(Dataset entries)

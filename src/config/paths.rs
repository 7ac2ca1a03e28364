use std::{env, fs, path::PathBuf};

use crate::{ClockError, Result};

/// File name of the key-value storage inside the config directory.
const STORAGE_FILE_NAME: &str = "local-storage.json";

/// Utility struct for locating mechclock's directories and files
///
/// Follows the XDG Base Directory specification
pub struct AppPaths;

impl AppPaths {
    /// Returns the configuration directory path for the application
    ///
    /// - First checks `XDG_CONFIG_HOME`
    /// - Falls back to `$HOME/.config`
    /// - Appends "mechclock" to the base config directory
    ///
    /// # Errors
    /// Returns an error if neither `XDG_CONFIG_HOME` nor `HOME` environment variables are set
    pub fn config_dir() -> Result<PathBuf> {
        let config_home = env::var("XDG_CONFIG_HOME")
            .or_else(|_| env::var("HOME").map(|home| format!("{home}/.config")))
            .map_err(|_| ClockError::Paths {
                directory: "config".to_string(),
                details: "Neither XDG_CONFIG_HOME nor HOME environment variable found".to_string(),
            })?;

        Ok(PathBuf::from(config_home).join("mechclock"))
    }

    /// Returns the path of the file backing the settings key-value storage
    ///
    /// # Errors
    /// Returns an error if the config directory cannot be resolved
    pub fn storage_file() -> Result<PathBuf> {
        Ok(Self::config_dir()?.join(STORAGE_FILE_NAME))
    }

    /// Returns the application data directory path
    ///
    /// Creates the directory if it doesn't exist.
    ///
    /// # Errors
    /// Returns an error if HOME environment variable is not set or directory cannot be created
    pub fn app_data_dir() -> Result<PathBuf> {
        let data_home = env::var("XDG_DATA_HOME")
            .or_else(|_| env::var("HOME").map(|home| format!("{home}/.local/share")))
            .map_err(|_| ClockError::Paths {
                directory: "data".to_string(),
                details: "Neither XDG_DATA_HOME nor HOME environment variable found".to_string(),
            })?;

        let app_dir = PathBuf::from(data_home).join("mechclock");

        if !app_dir.exists() {
            fs::create_dir_all(&app_dir).map_err(|e| ClockError::io_at(&e, &app_dir))?;
        }

        Ok(app_dir)
    }

    /// Get the application log directory
    ///
    /// Creates the directory if it doesn't exist.
    ///
    /// # Errors
    /// Returns error if directory cannot be created
    pub fn log_dir() -> Result<PathBuf> {
        let log_dir = Self::app_data_dir()?.join("logs");

        if !log_dir.exists() {
            fs::create_dir_all(&log_dir).map_err(|e| ClockError::io_at(&e, &log_dir))?;
        }

        Ok(log_dir)
    }
}
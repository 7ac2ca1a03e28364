use std::{collections::HashMap, sync::Arc};

use crate::{services::TimeSource, settings::SettingsStore};

use super::{
    CliError, Command,
    commands::{clock, settings},
    formatting::{format_category, format_command, format_description, format_header, format_usage},
    types::CommandMetadata,
};

/// Registry for CLI commands organized by category.
///
/// ```text
/// registry
/// ├── settings
/// │   ├── get
/// │   ├── reset
/// │   ├── schema
/// │   ├── set
/// │   └── toggle
/// └── clock
///     ├── show
///     ├── svg
///     └── watch
/// ```
pub struct CommandRegistry {
    /// Nested HashMap structure: category name -> (command name -> command implementation)
    categories: HashMap<String, HashMap<String, Box<dyn Command>>>,
    settings: Arc<SettingsStore>,
    time_source: Arc<dyn TimeSource>,
}

impl CommandRegistry {
    /// Creates a new empty command registry.
    ///
    /// Commands are added with `register_command` or `register_all_commands`.
    pub fn new(settings: Arc<SettingsStore>, time_source: Arc<dyn TimeSource>) -> Self {
        Self {
            categories: HashMap::new(),
            settings,
            time_source,
        }
    }

    /// Registers a command in the specified category.
    ///
    /// The command's name (from its metadata) is used as the key within the
    /// category. A command with the same name is replaced.
    pub fn register_command(&mut self, category: &str, command: Box<dyn Command>) {
        self.categories
            .entry(category.to_string())
            .or_default()
            .insert(command.metadata().name, command);
    }

    /// Executes a command by category and name with the provided arguments.
    ///
    /// # Errors
    ///
    /// Returns `CliError::CommandNotFound` if the category or the command
    /// doesn't exist, `CliError::InvalidArguments` if the argument count does
    /// not match the command's metadata. Other errors come from the command.
    pub async fn execute(
        &self,
        category: &str,
        command_name: &str,
        args: &[String],
    ) -> Result<String, CliError> {
        let found_category = self.categories.get(category).ok_or_else(|| {
            CliError::CommandNotFound(format!("Failed to find category '{category}'"))
        })?;

        let found_command = found_category.get(command_name).ok_or_else(|| {
            CliError::CommandNotFound(format!(
                "Failed to find command '{command_name}' in category '{category}'"
            ))
        })?;

        Self::validate_args(&found_command.metadata(), args)?;

        found_command.execute(args).await
    }

    /// Lists all registered commands organized by category.
    ///
    /// Categories and commands are sorted alphabetically for consistent display.
    pub fn list_commands(&self) -> Vec<(String, Vec<String>)> {
        let mut categories: Vec<(String, Vec<String>)> = self
            .categories
            .iter()
            .map(|(category, commands)| {
                let mut command_list: Vec<String> = commands.keys().cloned().collect();
                command_list.sort();

                (category.clone(), command_list)
            })
            .collect();

        categories.sort();

        categories
    }

    /// Builds the help text listing every category and command.
    pub fn help_text(&self) -> String {
        let mut lines = vec![
            format_header("mechclock"),
            format_description("Analog, digital and date clock with persisted display settings"),
            String::new(),
        ];

        for (category, commands) in self.list_commands() {
            lines.push(format_category(&category));

            for name in commands {
                let Some(metadata) = self
                    .categories
                    .get(&category)
                    .and_then(|cmds| cmds.get(&name))
                    .map(|cmd| cmd.metadata())
                else {
                    continue;
                };

                let usage: Vec<String> = metadata
                    .args
                    .iter()
                    .map(|arg| {
                        if arg.required {
                            format!("<{}>", arg.name)
                        } else {
                            format!("[{}]", arg.name)
                        }
                    })
                    .collect();

                lines.push(format!(
                    "  {} {}  {}",
                    format_command(&name),
                    usage.join(" "),
                    format_description(&metadata.description)
                ));

                for arg in &metadata.args {
                    lines.push(format!(
                        "      {} ({}): {}",
                        arg.name,
                        arg.value_type.hint(),
                        format_description(&arg.description)
                    ));
                }

                if let Some(example) = metadata.examples.first() {
                    lines.push(format!("      {}", format_usage(example)));
                }
            }

            lines.push(String::new());
        }

        lines.join("\n").trim_end().to_string()
    }

    fn validate_args(metadata: &CommandMetadata, args: &[String]) -> Result<(), CliError> {
        let required_count = metadata.args.iter().filter(|arg| arg.required).count();
        let total_count = metadata.args.len();

        if args.len() < required_count {
            return Err(CliError::InvalidArguments(format!(
                "Expected at least {} arguments, got {}",
                required_count,
                args.len(),
            )));
        }

        if args.len() > total_count {
            return Err(CliError::InvalidArguments(format!(
                "Expected at most {} arguments, got {}",
                total_count,
                args.len(),
            )));
        }

        Ok(())
    }

    /// Registers all available CLI commands in their respective categories.
    pub fn register_all_commands(&mut self) {
        settings::register_commands(self, self.settings.clone());
        clock::register_commands(self, self.settings.clone(), self.time_source.clone());
    }
}
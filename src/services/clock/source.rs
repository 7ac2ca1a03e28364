use std::sync::Arc;

use chrono::{Local, NaiveDateTime};

/// Read-only access to the current local date-time.
pub trait TimeSource: Send + Sync + 'static {
    /// The current local date-time.
    fn now(&self) -> NaiveDateTime;
}

/// The host's wall clock in its configured local timezone.
#[derive(Debug, Clone, Copy, Default)]
pub struct SystemClock;

impl TimeSource for SystemClock {
    fn now(&self) -> NaiveDateTime {
        Local::now().naive_local()
    }
}

impl<T: TimeSource + ?Sized> TimeSource for Arc<T> {
    fn now(&self) -> NaiveDateTime {
        (**self).now()
    }
}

■ **Prompt**
In the data above, which lines lie between the line with "for consistent display." and the line with "let mut lines", inclusive? Print those lines exactly and nothing else.

■ **Result of the task**
    /// Categories and commands are sorted alphabetically for consistent display.
    pub fn list_commands(&self) -> Vec<(String, Vec<String>)> {
        let mut categories: Vec<(String, Vec<String>)> = self
            .categories
            .iter()
            .map(|(category, commands)| {
                let mut command_list: Vec<String> = commands.keys().cloned().collect();
                command_list.sort();

                (category.clone(), command_list)
            })
            .collect();

        categories.sort();

        categories
    }

    /// Builds the help text listing every category and command.
    pub fn help_text(&self) -> String {
        let mut lines = vec![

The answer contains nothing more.